╭─ Data supplied
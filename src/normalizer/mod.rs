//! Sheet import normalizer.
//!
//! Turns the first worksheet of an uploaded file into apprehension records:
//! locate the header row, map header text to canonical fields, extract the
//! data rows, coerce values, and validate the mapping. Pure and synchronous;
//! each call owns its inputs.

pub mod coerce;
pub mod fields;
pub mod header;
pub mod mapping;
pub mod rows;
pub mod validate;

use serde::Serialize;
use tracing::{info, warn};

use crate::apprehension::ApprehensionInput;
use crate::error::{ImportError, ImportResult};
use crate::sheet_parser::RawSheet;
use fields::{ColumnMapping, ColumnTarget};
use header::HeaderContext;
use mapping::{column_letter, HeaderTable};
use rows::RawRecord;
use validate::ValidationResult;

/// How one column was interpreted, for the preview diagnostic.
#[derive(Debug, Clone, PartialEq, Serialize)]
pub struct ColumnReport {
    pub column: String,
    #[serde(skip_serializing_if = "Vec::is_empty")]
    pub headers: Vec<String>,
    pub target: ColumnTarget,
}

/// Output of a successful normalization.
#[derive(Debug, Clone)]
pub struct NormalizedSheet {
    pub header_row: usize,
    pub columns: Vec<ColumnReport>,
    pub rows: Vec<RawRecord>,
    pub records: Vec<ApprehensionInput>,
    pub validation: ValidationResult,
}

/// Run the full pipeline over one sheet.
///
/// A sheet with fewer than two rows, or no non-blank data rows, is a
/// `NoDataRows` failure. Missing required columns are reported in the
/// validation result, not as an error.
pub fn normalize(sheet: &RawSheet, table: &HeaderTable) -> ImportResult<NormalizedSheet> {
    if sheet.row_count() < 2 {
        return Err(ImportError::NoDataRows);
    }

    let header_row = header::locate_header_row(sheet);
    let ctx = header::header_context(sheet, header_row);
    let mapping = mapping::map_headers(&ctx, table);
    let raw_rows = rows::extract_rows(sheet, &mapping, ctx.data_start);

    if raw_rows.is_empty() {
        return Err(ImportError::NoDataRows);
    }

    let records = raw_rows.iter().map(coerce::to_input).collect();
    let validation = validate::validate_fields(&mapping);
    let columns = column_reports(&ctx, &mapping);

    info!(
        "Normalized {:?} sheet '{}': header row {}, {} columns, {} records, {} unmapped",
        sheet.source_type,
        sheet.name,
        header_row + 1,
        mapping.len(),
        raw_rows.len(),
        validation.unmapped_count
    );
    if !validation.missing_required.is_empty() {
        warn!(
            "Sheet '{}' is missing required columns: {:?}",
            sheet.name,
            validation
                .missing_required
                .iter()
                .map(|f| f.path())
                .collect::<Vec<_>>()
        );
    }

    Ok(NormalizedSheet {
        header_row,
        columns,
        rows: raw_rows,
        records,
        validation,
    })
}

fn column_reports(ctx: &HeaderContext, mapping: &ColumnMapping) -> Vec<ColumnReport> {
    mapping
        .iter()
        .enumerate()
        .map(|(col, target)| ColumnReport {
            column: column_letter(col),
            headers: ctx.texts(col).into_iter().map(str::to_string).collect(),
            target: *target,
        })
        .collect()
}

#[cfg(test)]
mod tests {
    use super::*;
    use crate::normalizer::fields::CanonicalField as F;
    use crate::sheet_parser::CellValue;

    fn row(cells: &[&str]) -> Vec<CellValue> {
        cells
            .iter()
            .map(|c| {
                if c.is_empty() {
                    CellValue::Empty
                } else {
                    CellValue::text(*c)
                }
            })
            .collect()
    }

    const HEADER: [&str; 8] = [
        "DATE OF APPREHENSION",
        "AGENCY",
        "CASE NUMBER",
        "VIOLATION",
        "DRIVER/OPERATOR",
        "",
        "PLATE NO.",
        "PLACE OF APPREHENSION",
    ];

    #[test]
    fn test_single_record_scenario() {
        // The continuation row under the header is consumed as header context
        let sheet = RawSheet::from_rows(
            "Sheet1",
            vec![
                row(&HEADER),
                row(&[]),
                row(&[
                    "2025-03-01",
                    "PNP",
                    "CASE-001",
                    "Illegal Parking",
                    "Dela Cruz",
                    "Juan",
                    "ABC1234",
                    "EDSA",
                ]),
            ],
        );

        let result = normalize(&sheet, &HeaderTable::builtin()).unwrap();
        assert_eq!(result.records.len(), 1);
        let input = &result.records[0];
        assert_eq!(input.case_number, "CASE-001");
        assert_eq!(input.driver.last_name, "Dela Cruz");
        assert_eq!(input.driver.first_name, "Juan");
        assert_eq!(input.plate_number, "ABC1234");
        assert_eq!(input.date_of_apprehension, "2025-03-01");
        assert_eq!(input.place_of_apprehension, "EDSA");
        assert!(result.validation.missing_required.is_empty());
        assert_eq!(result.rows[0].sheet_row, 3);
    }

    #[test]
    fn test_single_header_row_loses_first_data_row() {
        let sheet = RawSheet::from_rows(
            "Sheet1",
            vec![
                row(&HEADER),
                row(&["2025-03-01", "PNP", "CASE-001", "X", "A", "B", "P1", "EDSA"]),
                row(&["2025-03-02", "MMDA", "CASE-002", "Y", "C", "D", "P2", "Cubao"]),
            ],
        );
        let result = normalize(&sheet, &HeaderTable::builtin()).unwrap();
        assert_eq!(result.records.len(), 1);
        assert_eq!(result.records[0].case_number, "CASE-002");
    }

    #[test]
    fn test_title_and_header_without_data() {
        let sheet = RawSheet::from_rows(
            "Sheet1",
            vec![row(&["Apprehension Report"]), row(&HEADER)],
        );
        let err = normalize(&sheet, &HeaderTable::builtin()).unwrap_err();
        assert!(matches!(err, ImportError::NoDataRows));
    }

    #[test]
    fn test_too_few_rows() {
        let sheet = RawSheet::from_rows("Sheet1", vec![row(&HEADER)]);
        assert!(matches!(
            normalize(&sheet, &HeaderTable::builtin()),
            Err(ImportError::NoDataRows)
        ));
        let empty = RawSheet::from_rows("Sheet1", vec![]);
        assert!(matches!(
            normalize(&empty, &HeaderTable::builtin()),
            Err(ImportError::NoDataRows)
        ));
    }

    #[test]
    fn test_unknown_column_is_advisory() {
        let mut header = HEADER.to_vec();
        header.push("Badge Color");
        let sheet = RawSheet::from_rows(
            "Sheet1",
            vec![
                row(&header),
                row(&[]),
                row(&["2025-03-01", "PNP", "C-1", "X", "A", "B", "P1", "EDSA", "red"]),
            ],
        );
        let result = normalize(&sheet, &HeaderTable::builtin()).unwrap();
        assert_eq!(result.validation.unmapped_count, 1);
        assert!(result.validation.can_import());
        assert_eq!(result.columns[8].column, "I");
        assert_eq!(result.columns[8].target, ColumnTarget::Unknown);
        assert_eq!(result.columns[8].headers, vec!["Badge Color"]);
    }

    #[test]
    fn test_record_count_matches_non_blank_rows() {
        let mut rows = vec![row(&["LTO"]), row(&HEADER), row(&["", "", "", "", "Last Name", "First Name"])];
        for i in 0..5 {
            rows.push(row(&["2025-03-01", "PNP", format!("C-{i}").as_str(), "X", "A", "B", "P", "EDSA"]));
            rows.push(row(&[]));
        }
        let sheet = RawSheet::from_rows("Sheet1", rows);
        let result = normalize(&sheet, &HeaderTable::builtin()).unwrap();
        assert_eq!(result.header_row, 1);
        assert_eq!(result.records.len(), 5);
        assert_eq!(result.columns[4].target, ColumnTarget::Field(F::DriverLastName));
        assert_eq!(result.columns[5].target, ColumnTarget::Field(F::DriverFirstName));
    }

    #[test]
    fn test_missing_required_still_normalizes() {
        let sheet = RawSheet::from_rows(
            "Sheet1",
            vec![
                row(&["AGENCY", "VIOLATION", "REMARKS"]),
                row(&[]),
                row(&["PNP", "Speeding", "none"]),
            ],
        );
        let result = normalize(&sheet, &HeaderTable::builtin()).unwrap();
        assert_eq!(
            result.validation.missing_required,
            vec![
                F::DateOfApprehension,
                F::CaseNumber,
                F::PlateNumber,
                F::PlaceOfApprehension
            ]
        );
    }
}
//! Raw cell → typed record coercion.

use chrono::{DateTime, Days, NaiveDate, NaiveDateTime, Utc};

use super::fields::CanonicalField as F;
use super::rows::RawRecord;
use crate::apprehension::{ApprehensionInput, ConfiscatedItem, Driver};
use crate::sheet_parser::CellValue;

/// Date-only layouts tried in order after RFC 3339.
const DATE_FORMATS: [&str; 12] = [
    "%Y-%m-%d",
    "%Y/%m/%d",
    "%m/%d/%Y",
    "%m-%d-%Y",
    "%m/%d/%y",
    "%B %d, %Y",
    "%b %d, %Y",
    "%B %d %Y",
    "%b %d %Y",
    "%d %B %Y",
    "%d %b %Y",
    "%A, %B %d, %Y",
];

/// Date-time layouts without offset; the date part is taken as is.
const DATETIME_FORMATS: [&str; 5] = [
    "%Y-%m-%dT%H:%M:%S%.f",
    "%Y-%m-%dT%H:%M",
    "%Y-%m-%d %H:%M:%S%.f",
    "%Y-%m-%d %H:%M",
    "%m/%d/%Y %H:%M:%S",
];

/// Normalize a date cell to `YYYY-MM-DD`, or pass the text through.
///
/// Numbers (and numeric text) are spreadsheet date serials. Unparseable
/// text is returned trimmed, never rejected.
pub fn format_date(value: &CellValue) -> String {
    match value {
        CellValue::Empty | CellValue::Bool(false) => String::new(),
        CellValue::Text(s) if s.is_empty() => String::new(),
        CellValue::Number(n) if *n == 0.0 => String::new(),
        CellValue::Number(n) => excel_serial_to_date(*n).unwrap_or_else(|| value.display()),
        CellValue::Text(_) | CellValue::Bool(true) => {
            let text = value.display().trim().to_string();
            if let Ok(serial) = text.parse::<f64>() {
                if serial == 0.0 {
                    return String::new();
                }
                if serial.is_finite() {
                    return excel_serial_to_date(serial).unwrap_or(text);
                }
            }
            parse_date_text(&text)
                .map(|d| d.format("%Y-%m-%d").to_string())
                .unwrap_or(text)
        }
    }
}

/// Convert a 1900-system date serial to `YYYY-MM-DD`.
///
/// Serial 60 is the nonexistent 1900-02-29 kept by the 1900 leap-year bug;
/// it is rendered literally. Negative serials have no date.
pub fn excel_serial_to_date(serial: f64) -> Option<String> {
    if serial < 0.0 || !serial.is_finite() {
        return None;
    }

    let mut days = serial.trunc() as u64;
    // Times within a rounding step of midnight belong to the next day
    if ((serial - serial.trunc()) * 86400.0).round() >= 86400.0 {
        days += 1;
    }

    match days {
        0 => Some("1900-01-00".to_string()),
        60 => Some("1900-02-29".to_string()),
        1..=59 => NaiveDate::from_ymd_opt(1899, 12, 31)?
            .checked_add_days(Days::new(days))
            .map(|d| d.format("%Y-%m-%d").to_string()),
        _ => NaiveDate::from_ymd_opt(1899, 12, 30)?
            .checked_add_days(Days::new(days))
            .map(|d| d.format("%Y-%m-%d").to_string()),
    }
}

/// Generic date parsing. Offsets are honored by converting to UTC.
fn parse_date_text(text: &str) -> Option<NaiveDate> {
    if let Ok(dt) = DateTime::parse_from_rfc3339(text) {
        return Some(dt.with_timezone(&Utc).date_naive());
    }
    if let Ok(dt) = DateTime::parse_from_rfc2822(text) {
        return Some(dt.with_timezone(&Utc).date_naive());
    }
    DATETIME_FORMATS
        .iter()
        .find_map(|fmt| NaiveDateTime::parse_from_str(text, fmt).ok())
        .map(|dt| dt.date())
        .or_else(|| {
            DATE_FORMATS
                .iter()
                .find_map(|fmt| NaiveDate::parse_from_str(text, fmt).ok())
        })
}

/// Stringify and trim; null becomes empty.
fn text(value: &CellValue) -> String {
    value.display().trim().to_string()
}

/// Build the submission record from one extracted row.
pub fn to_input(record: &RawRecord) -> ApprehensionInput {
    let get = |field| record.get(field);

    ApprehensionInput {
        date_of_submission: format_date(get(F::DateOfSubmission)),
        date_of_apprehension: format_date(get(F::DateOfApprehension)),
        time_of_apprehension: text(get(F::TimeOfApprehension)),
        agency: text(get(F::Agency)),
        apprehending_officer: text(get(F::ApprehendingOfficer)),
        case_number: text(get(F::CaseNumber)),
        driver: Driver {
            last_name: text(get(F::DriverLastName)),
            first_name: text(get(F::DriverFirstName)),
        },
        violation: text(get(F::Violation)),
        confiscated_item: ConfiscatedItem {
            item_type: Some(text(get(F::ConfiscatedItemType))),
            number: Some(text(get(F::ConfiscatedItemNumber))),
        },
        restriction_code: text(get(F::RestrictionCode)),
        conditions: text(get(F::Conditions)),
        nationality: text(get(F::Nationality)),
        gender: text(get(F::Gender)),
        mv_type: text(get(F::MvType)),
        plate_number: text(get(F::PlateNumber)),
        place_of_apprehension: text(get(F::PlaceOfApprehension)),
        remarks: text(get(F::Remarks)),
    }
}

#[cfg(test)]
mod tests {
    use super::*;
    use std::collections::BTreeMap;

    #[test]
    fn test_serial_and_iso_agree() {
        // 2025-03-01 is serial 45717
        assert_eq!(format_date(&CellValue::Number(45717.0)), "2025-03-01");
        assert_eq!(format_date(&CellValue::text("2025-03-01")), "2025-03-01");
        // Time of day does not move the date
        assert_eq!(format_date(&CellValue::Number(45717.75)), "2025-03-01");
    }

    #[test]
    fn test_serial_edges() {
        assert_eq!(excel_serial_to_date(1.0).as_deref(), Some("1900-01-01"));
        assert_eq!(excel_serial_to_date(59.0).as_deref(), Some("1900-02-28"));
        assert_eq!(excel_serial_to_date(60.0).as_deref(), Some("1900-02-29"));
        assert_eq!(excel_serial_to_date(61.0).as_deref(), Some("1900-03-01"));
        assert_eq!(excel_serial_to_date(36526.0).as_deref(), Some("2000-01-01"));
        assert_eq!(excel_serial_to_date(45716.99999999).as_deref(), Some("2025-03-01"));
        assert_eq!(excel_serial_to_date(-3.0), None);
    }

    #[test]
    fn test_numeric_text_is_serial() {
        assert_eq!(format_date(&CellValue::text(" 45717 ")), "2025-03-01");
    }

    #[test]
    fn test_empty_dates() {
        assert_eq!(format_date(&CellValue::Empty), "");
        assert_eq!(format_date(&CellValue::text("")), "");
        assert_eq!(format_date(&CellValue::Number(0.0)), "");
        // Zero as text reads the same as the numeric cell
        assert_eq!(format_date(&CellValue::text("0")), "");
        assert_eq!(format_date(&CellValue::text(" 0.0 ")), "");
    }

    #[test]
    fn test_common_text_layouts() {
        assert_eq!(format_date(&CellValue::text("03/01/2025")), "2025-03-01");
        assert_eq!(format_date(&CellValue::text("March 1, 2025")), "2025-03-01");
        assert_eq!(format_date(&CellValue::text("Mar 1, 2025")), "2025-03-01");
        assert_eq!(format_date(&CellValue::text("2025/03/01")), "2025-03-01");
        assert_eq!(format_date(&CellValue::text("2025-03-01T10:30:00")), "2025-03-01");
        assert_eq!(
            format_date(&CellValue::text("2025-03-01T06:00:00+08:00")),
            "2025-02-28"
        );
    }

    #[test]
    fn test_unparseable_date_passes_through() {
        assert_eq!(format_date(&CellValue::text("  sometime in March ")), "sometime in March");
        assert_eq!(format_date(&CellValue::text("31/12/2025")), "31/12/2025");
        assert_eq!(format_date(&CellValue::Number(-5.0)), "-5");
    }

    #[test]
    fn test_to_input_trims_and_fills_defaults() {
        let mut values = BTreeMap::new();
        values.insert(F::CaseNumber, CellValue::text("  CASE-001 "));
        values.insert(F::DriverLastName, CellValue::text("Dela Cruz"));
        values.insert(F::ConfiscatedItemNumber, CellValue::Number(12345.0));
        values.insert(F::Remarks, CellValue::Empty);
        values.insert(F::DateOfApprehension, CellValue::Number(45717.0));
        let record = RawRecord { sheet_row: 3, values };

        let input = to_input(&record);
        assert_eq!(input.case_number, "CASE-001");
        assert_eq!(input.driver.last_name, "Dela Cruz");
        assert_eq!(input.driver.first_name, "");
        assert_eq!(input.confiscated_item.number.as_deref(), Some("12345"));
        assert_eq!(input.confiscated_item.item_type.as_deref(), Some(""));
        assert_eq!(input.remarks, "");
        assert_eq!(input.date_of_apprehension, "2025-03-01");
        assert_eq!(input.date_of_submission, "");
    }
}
╰─
## [Task item]
For each line above that contains the word "ColumnReport", give the line as it is written.

## [Answer for the task]
pub struct ColumnReport {
    pub columns: Vec<ColumnReport>,
fn column_reports(ctx: &HeaderContext, mapping: &ColumnMapping) -> Vec<ColumnReport> {
        .map(|(col, target)| ColumnReport {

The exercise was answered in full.